In this example, we are using a synthetic torus-shaped 2D data set.


In [9]:
import org.apache.spark.rdd.RDD
import org.apache.commons.lang.StringUtils.trim
import org.apache.spark.mllib.linalg.Vectors.dense

def readCircle(file: String) = 
    sc.
        textFile(file).
        map(_.split(",").map(trim)).
        zipWithIndex.
        map{ case (Array(x, y), idx) => dp(idx, dense(x.toDouble, y.toDouble))}

In [10]:
val data_path = "/Users/tmo/Work/batiskav/projects/plongeur/scala/plongeur-spark/src/test/resources/data/"

val circle_1k_path = data_path + "circle.1k.csv"

val rdd = readCircle(circle_1k_path).cache

In [11]:
val ctx = TDAContext(sc, rdd)

Run the machine, obtaining an Observable of TDAResult instances


In [12]:
val out$: Observable[(TDAParams, TDAResult)] = TDAMachine.run(ctx, in$)

Let's take a look at the raw data.


In [13]:
val rawData = rdd.
    map(dp => {
        val x = dp.features(0)
        val y = dp.features(1)        
        List(x, y)}).collect.toList

rawData.take(3)


Out[13]:
List(List(-8.75435473500198, 2.96452013439886), List(-4.31371323296644, 7.35714500394287), List(-10.0269614176788, 5.28996510154708))

DeclarativeWidgets transforms the List[List[Double]] into a json data structure.


In [14]:
channel("data").set("raw", rawData)

In [15]:
%%html
<template is='urth-core-bind' channel='data'>    
    <urth-viz-scatter
        datarows='[[raw]]'
        primary='0'
        secondary='1'        
        />
</template>


Out[15]:

Turn a TDAResult into a data structure.


In [16]:
val r = scala.util.Random

def format(result: TDAResult) = Map(
    "nodes" -> result.clusters.map(c =>
      Map(
        "id"     -> c.id.toString,
        "label"  -> c.id.toString,
        "size"   -> c.dataPoints.size,
        "x"      -> r.nextInt(100),
        "y"      -> r.nextInt(100))),
    "edges" -> result.edges.map(e => {
      val (from, to) = e.toArray match {case Array(f, t) => (f, t)}

      Map(
        "id"     -> s"$from--$to",
        "source" -> from.toString,
        "target" -> to.toString)}))

In [17]:
val out_sub = out$.subscribe(
    onNext = (t) => t match {case (p, r) => channel("ch_TDA_1").set("result", format(r))},
    onError = (e) => println("Error in TDA machine: ", e))

In [18]:
//out_sub.unsubscribe()


Out[18]:
Name: Syntax Error.
Message: 
StackTrace: 

Reactive inputs

First, we set up a stream of updates to BASE TDAParams instance.


In [19]:
import TDAParams._

val BASE = 
    TDAParams(
        lens = TDALens(
          Filter("feature" :: 0 :: HNil, 20, 0.6)),
        clusteringParams = ClusteringParams(),
        scaleSelection = histogram(10))

val nrBins$ = PublishSubject[Int]

val overlap$ = PublishSubject[Percentage]

val params$ =
    List(
        nrBins$.map(v => setFilterNrBins(0, v)),
        overlap$.map(v => setFilterOverlap(0, v))).
    reduce(_ merge _).
    scan(BASE)((params, fn) => fn(params))

We now have an Observable of TDAParams instances, named params$. We need to pipe this to the in Observable we defined earlier.

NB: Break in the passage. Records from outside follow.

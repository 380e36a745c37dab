//! Configuration for the yantra-link controller
//!
//! Loads configuration from a TOML file. Defaults match the reference
//! robot hardware (6.2cm wheels, 23.5cm wheelbase, metal sensor mounted
//! 7.3cm ahead of the wheel axle).

use crate::error::Result;
use serde::{Deserialize, Serialize};
use std::fs;
use std::path::Path;

/// Top-level application configuration
#[derive(Debug, Clone, Deserialize, Serialize)]
#[serde(default)]
pub struct AppConfig {
    pub network: NetworkConfig,
    pub robot: RobotGeometry,
    pub control: ControlConfig,
    pub display: DisplayConfig,
}

/// Network configuration
#[derive(Debug, Clone, Deserialize, Serialize)]
#[serde(default)]
pub struct NetworkConfig {
    /// Well-known port shared by UDP discovery and the TCP link
    pub port: u16,
}

/// Physical robot geometry used by kinematics and instruction scaling
#[derive(Debug, Clone, Copy, Deserialize, Serialize)]
#[serde(default)]
pub struct RobotGeometry {
    /// Drive wheel diameter (cm)
    pub wheel_diameter: f32,
    /// Distance between the two drive wheels (cm)
    pub wheel_base: f32,
    /// Distance from the wheel axle to the sensor, along the forward axis (cm)
    pub sensor_offset: f32,
}

/// Input modality for the instruction generator (exactly one active)
#[derive(Debug, Clone, Copy, PartialEq, Eq, Deserialize, Serialize)]
#[serde(rename_all = "lowercase")]
pub enum InputMode {
    /// Single joystick vector (angle + magnitude)
    Joystick,
    /// Two independent cursor axes (forward + steering)
    Cursors,
    /// Discrete arrow keys with press chaining
    Keyboard,
}

/// Control tick configuration
#[derive(Debug, Clone, Copy, Deserialize, Serialize)]
#[serde(default)]
pub struct ControlConfig {
    /// Active input modality
    pub mode: InputMode,
    /// Base speed multiplier (wheel revolutions per second at full input)
    pub speed: f32,
    /// Grid cell pitch in controlled mode (cm per cell)
    pub precision: f32,
    /// Grid cell pitch in scan mode (cm per cell)
    pub scan_precision: f32,
    /// Allow mixing forward/backward with turning in one instruction
    pub move_combination: bool,
    /// Scale instruction magnitude by the input norm
    pub speed_changes: bool,
    /// Cap on the repeated-keypress chain counter
    pub max_key_chain: u32,
}

/// Map display configuration
#[derive(Debug, Clone, Copy, Deserialize, Serialize)]
#[serde(default)]
pub struct DisplayConfig {
    /// Output canvas resolution (square, pixels)
    pub resolution: usize,
    /// Sensor sensitivity compensation, in [0, 1); cell values are
    /// rescaled by 1/(1 - sensitivity) before display
    pub sensitivity: f32,
    /// Color for cell value 0.0 (RGB)
    pub color_low: [u8; 3],
    /// Color for cell value 1.0 (RGB)
    pub color_high: [u8; 3],
}

impl Default for NetworkConfig {
    fn default() -> Self {
        Self { port: 51399 }
    }
}

impl Default for RobotGeometry {
    fn default() -> Self {
        Self {
            wheel_diameter: 6.2,
            wheel_base: 23.5,
            sensor_offset: 7.3,
        }
    }
}

impl Default for ControlConfig {
    fn default() -> Self {
        Self {
            mode: InputMode::Keyboard,
            speed: 1.5,
            precision: 10.0,
            scan_precision: 10.0,
            move_combination: true,
            speed_changes: true,
            max_key_chain: 2,
        }
    }
}

impl Default for DisplayConfig {
    fn default() -> Self {
        Self {
            resolution: 1000,
            sensitivity: 0.0,
            color_low: [0, 0, 255],
            color_high: [255, 0, 0],
        }
    }
}

impl Default for AppConfig {
    fn default() -> Self {
        Self {
            network: NetworkConfig::default(),
            robot: RobotGeometry::default(),
            control: ControlConfig::default(),
            display: DisplayConfig::default(),
        }
    }
}

impl AppConfig {
    /// Load configuration from a TOML file
    pub fn from_file<P: AsRef<Path>>(path: P) -> Result<Self> {
        let contents = fs::read_to_string(path)?;
        let config: AppConfig = toml::from_str(&contents)?;
        Ok(config)
    }
}

#[cfg(test)]
mod tests {
    use super::*;

    #[test]
    fn default_config() {
        let config = AppConfig::default();
        assert_eq!(config.network.port, 51399);
        assert_eq!(config.control.max_key_chain, 2);
        assert_eq!(config.display.resolution, 1000);
    }

    #[test]
    fn toml_deserialization() {
        let toml_content = r#"
[network]
port = 50000

[robot]
wheel_diameter = 7.0
wheel_base = 20.0
sensor_offset = 5.0

[control]
mode = "joystick"
speed = 2.0
precision = 5.0
scan_precision = 5.0
move_combination = false
speed_changes = false
max_key_chain = 4

[display]
resolution = 500
sensitivity = 0.2
color_low = [0, 255, 0]
color_high = [255, 255, 0]
"#;
        let config: AppConfig = toml::from_str(toml_content).unwrap();
        assert_eq!(config.network.port, 50000);
        assert_eq!(config.control.mode, InputMode::Joystick);
        assert_eq!(config.display.color_low, [0, 255, 0]);
    }

    #[test]
    fn partial_toml_uses_defaults() {
        let config: AppConfig = toml::from_str("[control]\nspeed = 3.0\n").unwrap();
        assert_eq!(config.control.speed, 3.0);
        assert_eq!(config.network.port, 51399);
    }
}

Conceptually, this is like welding pipes.


In [20]:
val params_to_in_sub = params$.subscribe(in$)

Now, we need to set up channel listeners that capture input events and fire signals on the nrBins$ and overlap$ Subjects.


In [21]:
channel("ch_TDA_1").set("nrBins", 10)
channel("ch_TDA_1").set("overlap", 60)

channel("ch_TDA_1").watch("nrBins",  (_: Any, v: Int) => nrBins$.onNext(v))
channel("ch_TDA_1").watch("overlap", (_: Any, v: Int) => overlap$.onNext(BigDecimal(v) / 100))

Set initial channel values.


In [22]:
channel("ch_TDA_1").set("nrBins", BASE.lens.filters(0).nrBins)
channel("ch_TDA_1").set("overlap", (BASE.lens.filters(0).overlap * 100).toInt)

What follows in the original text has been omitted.